Because life happened to Earth, its atmosphere, surface, and planetary crust have been profoundly altered again and again for some 4 billion years. Billions of years ago microbial life built an oxygen-rich atmosphere. There are signs that part of that process may have helped plunge Earth into a ‘snowball’ state – a period of profoundly cooler global climate for hundreds of millions of years. Ocean chemistry has been reworked by life. Cloud formation is influenced by biologically produced particles. Some scientists have even posited that microbe produced material could influence plate tectonics; the slip and slide of planetary crust.
In some respects, continues astrophysicist Caleb A. Scharf, Director of Astrobiology at Columbia University in Scientific American, humans are entirely trivial by comparison. One can argue that the Earth doesn’t care about us, nor will our behaviors provide much more than a blip on a much deeper history and future. In a hundred million years time there will likely still be life on Earth, it just won’t be the same life that is here now.

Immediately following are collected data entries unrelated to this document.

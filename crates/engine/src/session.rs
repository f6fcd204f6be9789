use stagequest_core::records::ProgressSnapshot;
use stagequest_core::{Stage, StageSet};

/// How many consecutive wrong answers surface the hint prompt.
pub const HINT_ATTEMPT_THRESHOLD: u32 = 2;

/// In-memory state for one signed-in session: the single source of UI truth.
///
/// Only the progression engine mutates this; the presentation layer reads it
/// fresh on every render pass and never caches across passes. This replaces
/// the ambient globals the original design leaned on.
#[derive(Debug, Default)]
pub struct SessionState {
    solved: StageSet,
    first_step_solved: StageSet,
    current_stage: Option<Stage>,
    wrong_attempts: u32,
    hint_pending: bool,
    boot_in_progress: bool,
}

impl SessionState {
    pub fn new() -> Self {
        Self::default()
    }

    /// Seed from a locally cached snapshot (app start, before any sync).
    pub fn from_snapshot(snapshot: ProgressSnapshot) -> Self {
        Self {
            current_stage: snapshot.current_stage,
            solved: snapshot.solved,
            first_step_solved: snapshot.first_step_solved,
            ..Self::default()
        }
    }

    pub fn snapshot(&self) -> ProgressSnapshot {
        ProgressSnapshot {
            solved: self.solved.clone(),
            first_step_solved: self.first_step_solved.clone(),
            current_stage: self.current_stage,
        }
    }

    pub fn solved(&self) -> &StageSet {
        &self.solved
    }

    pub fn first_step_solved(&self, stage: Stage) -> bool {
        self.first_step_solved.contains(stage)
    }

    pub fn max_solved(&self) -> Option<Stage> {
        self.solved.max_solved()
    }

    /// The stage the player is positioned at. Defaults to the first stage
    /// before anything has been computed.
    pub fn current_stage(&self) -> Stage {
        self.current_stage.unwrap_or(Stage::FIRST)
    }

    /// Replace the solved set with a reconciled view and reposition the
    /// player at the next unsolved stage.
    pub fn publish_solved(&mut self, solved: StageSet) {
        self.current_stage = Some(solved.next_unsolved());
        self.solved = solved;
    }

    pub fn mark_solved(&mut self, stage: Stage) -> bool {
        self.solved.insert(stage)
    }

    pub fn mark_first_step_solved(&mut self, stage: Stage) {
        self.first_step_solved.insert(stage);
    }

    pub fn set_current_stage(&mut self, stage: Stage) {
        self.current_stage = Some(stage);
    }

    /// Bumps the consecutive wrong-attempt counter and returns the new count.
    pub fn record_wrong_attempt(&mut self) -> u32 {
        self.wrong_attempts += 1;
        if self.wrong_attempts == HINT_ATTEMPT_THRESHOLD {
            self.hint_pending = true;
        }
        self.wrong_attempts
    }

    pub fn reset_wrong_attempts(&mut self) {
        self.wrong_attempts = 0;
    }

    pub fn wrong_attempts(&self) -> u32 {
        self.wrong_attempts
    }

    /// Consumes the pending hint signal, if any. The UI polls this after a
    /// failed submission; raising it never blocks progression.
    pub fn take_hint_signal(&mut self) -> bool {
        std::mem::take(&mut self.hint_pending)
    }

    /// Claims the boot guard. Returns false if a boot sequence is already
    /// running, in which case the caller must skip its own boot work —
    /// auth events can fire in quick succession and the start sequence
    /// must not run twice.
    pub fn begin_boot(&mut self) -> bool {
        if self.boot_in_progress {
            return false;
        }
        self.boot_in_progress = true;
        true
    }

    pub fn finish_boot(&mut self) {
        self.boot_in_progress = false;
    }

    /// Sign-out: forget everything about this session.
    pub fn reset(&mut self) {
        *self = Self::default();
    }
}

#[cfg(test)]
mod tests {
    use super::*;

    fn stage(n: u8) -> Stage {
        Stage::new(n).unwrap()
    }

    #[test]
    fn publish_repositions_current_stage() {
        let mut session = SessionState::new();
        assert_eq!(session.current_stage(), Stage::FIRST);

        session.publish_solved([1, 2, 3].iter().map(|n| stage(*n)).collect());
        assert_eq!(session.current_stage(), stage(4));

        session.publish_solved(Stage::all().collect());
        assert_eq!(session.current_stage(), Stage::FINAL);
    }

    #[test]
    fn hint_fires_on_second_consecutive_miss_only() {
        let mut session = SessionState::new();

        assert_eq!(session.record_wrong_attempt(), 1);
        assert!(!session.take_hint_signal());

        assert_eq!(session.record_wrong_attempt(), 2);
        assert!(session.take_hint_signal());
        // Signal is consumed, not latched.
        assert!(!session.take_hint_signal());

        // A third miss does not re-raise it.
        assert_eq!(session.record_wrong_attempt(), 3);
        assert!(!session.take_hint_signal());
    }

    #[test]
    fn correct_answer_resets_the_streak() {
        let mut session = SessionState::new();
        session.record_wrong_attempt();
        session.reset_wrong_attempts();
        session.record_wrong_attempt();
        assert!(!session.take_hint_signal());
        session.record_wrong_attempt();
        assert!(session.take_hint_signal());
    }

    #[test]
    fn boot_guard_is_exclusive() {
        let mut session = SessionState::new();
        assert!(session.begin_boot());
        assert!(!session.begin_boot());
        session.finish_boot();
        assert!(session.begin_boot());
    }

    #[test]
    fn reset_clears_everything() {
        let mut session = SessionState::new();
        session.mark_solved(stage(3));
        session.mark_first_step_solved(stage(5));
        session.set_current_stage(stage(4));
        session.record_wrong_attempt();
        session.record_wrong_attempt();

        session.reset();
        assert!(session.solved().is_empty());
        assert!(!session.first_step_solved(stage(5)));
        assert_eq!(session.current_stage(), Stage::FIRST);
        assert_eq!(session.wrong_attempts(), 0);
        assert!(!session.take_hint_signal());
    }
}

Except those blips are not quite so inconsequential. There have only been 5 mass extinctions of life in the past 500 million years – times at which over 80% of all species of complex life have disappeared. Today there is considerable evidence that a sixth such extinction event is underway, directly correlated to human activity. A very large part of that activity is the active geo-engineering of Earth’s climate due to a relentless release of greenhouse gases from fossil fuels.
And therein lies the critical point. Our established order, our human flourishing, has to this point taken place under a range of environmental conditions that are quickly vanishing. There’s a chance that we’ll be among the species that don’t make it through.